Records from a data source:
============================================================
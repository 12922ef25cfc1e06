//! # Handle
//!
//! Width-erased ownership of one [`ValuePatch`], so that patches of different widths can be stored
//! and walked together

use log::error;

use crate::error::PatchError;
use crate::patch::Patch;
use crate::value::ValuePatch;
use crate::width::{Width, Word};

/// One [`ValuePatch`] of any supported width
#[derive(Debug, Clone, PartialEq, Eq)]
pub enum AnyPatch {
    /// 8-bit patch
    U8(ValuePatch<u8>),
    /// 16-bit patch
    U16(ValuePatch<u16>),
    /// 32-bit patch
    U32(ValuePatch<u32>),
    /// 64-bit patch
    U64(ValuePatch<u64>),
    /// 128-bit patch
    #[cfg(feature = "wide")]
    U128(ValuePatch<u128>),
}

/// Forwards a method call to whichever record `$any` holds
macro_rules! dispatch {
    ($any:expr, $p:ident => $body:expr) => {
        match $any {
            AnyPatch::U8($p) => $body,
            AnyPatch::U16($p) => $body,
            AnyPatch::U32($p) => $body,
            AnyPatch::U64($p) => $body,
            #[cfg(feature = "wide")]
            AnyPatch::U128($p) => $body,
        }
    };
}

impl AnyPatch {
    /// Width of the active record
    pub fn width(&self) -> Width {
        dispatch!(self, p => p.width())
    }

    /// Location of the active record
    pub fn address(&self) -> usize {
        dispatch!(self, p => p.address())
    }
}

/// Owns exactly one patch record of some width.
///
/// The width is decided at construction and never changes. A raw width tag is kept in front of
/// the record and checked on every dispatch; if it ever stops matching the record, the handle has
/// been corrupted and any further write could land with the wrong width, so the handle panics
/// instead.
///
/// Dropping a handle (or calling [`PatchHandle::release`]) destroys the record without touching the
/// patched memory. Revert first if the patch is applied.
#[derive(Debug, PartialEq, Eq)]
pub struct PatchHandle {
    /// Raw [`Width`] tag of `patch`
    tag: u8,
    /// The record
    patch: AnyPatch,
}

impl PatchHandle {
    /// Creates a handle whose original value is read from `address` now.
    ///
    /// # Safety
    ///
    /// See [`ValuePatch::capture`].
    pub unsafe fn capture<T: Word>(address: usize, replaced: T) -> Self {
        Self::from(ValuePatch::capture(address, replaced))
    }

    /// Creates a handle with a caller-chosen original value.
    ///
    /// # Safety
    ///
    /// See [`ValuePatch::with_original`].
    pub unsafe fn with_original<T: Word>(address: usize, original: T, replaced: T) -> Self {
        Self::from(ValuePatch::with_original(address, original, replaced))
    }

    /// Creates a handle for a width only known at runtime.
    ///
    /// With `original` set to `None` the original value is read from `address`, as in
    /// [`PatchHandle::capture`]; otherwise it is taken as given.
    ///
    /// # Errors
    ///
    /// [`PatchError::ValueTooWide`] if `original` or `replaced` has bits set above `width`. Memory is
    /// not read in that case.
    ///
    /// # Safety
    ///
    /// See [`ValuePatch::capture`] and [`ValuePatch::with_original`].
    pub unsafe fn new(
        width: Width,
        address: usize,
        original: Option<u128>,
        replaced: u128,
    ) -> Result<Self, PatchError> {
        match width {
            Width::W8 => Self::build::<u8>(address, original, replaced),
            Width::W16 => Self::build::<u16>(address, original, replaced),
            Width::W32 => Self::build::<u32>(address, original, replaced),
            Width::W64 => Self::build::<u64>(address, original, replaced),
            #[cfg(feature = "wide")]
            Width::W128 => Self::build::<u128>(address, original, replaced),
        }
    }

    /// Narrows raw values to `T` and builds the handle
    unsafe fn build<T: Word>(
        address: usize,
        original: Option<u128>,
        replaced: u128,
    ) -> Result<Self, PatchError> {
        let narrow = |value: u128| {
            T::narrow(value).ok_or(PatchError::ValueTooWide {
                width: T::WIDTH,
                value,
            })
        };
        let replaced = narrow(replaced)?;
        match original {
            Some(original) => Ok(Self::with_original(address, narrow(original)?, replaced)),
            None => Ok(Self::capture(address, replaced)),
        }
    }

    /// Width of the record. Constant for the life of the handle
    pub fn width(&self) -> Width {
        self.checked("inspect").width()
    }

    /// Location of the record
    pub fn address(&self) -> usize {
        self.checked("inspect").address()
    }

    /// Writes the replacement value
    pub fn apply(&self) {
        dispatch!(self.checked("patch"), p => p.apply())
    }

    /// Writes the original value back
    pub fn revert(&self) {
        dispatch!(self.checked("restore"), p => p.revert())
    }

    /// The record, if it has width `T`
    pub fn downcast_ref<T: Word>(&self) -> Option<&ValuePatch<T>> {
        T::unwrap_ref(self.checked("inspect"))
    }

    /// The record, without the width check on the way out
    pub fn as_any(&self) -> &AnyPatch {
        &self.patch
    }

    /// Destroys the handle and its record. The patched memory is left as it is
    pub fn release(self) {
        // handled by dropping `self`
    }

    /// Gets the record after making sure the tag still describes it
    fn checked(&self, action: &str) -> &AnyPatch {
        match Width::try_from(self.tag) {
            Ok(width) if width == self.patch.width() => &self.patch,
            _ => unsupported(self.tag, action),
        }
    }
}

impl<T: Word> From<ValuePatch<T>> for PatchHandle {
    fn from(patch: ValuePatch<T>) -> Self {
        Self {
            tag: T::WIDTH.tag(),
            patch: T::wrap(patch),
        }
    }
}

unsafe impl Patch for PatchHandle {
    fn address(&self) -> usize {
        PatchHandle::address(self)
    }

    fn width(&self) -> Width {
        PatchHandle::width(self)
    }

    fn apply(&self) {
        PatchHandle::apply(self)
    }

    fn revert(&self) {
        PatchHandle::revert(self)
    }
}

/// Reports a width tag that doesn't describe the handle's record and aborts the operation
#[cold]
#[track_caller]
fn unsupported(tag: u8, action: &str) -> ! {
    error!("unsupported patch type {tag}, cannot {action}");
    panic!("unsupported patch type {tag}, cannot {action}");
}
============================================================
EXERCISE:
Show the lines above with "capture".

SOLVED EXERCISE:
    /// See [`ValuePatch::capture`].
    pub unsafe fn capture<T: Word>(address: usize, replaced: T) -> Self {
        Self::from(ValuePatch::capture(address, replaced))
    /// [`PatchHandle::capture`]; otherwise it is taken as given.
    /// See [`ValuePatch::capture`] and [`ValuePatch::with_original`].
            None => Ok(Self::capture(address, replaced)),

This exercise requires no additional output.